◆ **TASK TO COMPLETE**
Gather all lines with "GraphQLError" from the records.

[Stored data]
● ● ● ● ●

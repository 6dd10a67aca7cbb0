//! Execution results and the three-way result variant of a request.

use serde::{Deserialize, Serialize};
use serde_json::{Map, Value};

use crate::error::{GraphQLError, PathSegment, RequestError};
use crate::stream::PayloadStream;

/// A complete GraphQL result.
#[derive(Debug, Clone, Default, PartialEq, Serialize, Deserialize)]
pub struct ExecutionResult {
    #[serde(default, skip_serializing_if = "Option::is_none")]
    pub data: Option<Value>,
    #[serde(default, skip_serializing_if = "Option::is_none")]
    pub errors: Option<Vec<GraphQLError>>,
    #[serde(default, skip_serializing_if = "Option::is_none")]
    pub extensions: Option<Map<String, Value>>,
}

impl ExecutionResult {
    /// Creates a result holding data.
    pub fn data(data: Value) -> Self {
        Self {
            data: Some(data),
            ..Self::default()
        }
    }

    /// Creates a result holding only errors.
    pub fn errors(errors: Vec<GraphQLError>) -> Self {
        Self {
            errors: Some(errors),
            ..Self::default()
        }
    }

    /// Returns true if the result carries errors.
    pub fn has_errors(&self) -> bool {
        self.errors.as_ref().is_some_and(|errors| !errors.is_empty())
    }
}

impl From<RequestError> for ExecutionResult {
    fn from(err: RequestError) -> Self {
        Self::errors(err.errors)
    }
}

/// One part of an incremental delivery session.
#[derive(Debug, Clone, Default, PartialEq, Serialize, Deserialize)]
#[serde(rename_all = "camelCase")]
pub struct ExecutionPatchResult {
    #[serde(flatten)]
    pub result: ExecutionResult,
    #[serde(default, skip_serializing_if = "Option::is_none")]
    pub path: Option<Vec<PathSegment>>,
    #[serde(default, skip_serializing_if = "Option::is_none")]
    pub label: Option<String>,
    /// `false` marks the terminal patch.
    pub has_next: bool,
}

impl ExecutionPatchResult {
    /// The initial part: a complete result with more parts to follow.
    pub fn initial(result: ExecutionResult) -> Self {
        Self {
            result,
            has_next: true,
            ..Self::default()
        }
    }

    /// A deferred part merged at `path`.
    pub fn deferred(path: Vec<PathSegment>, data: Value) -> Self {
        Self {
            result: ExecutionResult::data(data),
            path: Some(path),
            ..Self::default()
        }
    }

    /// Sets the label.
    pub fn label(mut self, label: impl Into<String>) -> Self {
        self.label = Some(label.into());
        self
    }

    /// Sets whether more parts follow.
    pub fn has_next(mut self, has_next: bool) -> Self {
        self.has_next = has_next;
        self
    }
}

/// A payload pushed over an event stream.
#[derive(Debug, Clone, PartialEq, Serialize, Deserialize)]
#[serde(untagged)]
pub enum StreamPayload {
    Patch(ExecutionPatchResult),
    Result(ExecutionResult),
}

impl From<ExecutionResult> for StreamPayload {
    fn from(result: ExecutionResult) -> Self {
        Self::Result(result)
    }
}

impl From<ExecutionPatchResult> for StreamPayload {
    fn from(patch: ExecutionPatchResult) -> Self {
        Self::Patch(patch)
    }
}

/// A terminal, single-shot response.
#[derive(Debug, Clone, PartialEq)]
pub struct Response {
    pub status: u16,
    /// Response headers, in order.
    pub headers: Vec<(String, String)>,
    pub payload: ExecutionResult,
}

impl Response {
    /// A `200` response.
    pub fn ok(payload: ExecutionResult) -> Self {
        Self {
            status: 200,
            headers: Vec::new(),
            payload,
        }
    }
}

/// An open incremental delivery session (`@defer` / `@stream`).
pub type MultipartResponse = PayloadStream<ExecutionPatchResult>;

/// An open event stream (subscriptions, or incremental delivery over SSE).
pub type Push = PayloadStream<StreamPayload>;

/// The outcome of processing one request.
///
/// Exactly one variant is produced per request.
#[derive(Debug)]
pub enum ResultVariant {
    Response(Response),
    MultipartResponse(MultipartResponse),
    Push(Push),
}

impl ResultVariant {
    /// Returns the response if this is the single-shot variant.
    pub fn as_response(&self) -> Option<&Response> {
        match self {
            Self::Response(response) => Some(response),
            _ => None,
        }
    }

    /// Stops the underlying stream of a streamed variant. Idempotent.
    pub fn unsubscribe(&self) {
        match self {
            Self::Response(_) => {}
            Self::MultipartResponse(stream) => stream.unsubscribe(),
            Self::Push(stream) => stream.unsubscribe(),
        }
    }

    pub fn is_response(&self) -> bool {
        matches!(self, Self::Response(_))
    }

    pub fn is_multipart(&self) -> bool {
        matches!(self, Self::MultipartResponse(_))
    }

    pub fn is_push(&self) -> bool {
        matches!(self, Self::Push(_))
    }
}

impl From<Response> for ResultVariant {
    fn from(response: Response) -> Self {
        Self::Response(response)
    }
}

● ● ● ● ●

◆ **RESULT OF THIS TASK**
use crate::error::{GraphQLError, PathSegment, RequestError};
    pub errors: Option<Vec<GraphQLError>>,
    pub fn errors(errors: Vec<GraphQLError>) -> Self {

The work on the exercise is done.